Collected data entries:
########################################

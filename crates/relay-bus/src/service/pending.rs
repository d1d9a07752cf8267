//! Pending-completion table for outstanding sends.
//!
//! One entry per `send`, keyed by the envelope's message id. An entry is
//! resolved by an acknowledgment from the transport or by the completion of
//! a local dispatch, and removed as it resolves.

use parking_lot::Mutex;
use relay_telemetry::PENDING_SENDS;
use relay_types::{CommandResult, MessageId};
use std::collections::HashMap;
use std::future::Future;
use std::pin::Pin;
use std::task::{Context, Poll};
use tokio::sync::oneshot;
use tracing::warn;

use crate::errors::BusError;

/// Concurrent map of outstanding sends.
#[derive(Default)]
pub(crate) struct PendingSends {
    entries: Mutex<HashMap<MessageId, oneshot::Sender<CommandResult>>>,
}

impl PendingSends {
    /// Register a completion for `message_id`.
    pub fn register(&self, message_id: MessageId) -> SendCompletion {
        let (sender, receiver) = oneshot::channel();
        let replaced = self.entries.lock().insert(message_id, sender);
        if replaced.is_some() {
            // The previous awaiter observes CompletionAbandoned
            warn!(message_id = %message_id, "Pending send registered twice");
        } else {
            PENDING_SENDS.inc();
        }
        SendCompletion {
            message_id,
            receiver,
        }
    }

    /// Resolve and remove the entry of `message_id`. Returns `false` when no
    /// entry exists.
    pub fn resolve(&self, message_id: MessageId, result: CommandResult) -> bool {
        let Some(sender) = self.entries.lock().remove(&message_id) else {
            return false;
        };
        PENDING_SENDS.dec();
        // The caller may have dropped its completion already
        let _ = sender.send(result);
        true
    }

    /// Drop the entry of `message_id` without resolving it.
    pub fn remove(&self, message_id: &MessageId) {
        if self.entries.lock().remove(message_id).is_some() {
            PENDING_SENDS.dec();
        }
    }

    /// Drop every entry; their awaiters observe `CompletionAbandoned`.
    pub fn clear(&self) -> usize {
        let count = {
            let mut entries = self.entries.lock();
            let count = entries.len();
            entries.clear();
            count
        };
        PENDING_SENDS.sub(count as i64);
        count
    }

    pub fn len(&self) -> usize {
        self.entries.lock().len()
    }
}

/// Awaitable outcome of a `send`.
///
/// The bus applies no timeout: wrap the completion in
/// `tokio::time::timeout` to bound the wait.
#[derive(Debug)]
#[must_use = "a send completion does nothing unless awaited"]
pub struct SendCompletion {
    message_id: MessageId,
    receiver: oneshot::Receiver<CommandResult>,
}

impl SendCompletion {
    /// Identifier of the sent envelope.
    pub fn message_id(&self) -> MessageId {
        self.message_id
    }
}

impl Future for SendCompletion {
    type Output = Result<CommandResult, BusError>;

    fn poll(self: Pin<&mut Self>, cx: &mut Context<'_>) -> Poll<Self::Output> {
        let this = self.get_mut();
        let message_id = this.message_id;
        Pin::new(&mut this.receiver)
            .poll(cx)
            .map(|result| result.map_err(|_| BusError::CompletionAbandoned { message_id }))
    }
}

########################################

• _Problem to solve_:
Where a line in the records above contains the word "BusError", copy that line.

• _Your solution_:
use crate::errors::BusError;
    type Output = Result<CommandResult, BusError>;
            .map(|result| result.map_err(|_| BusError::CompletionAbandoned { message_id }))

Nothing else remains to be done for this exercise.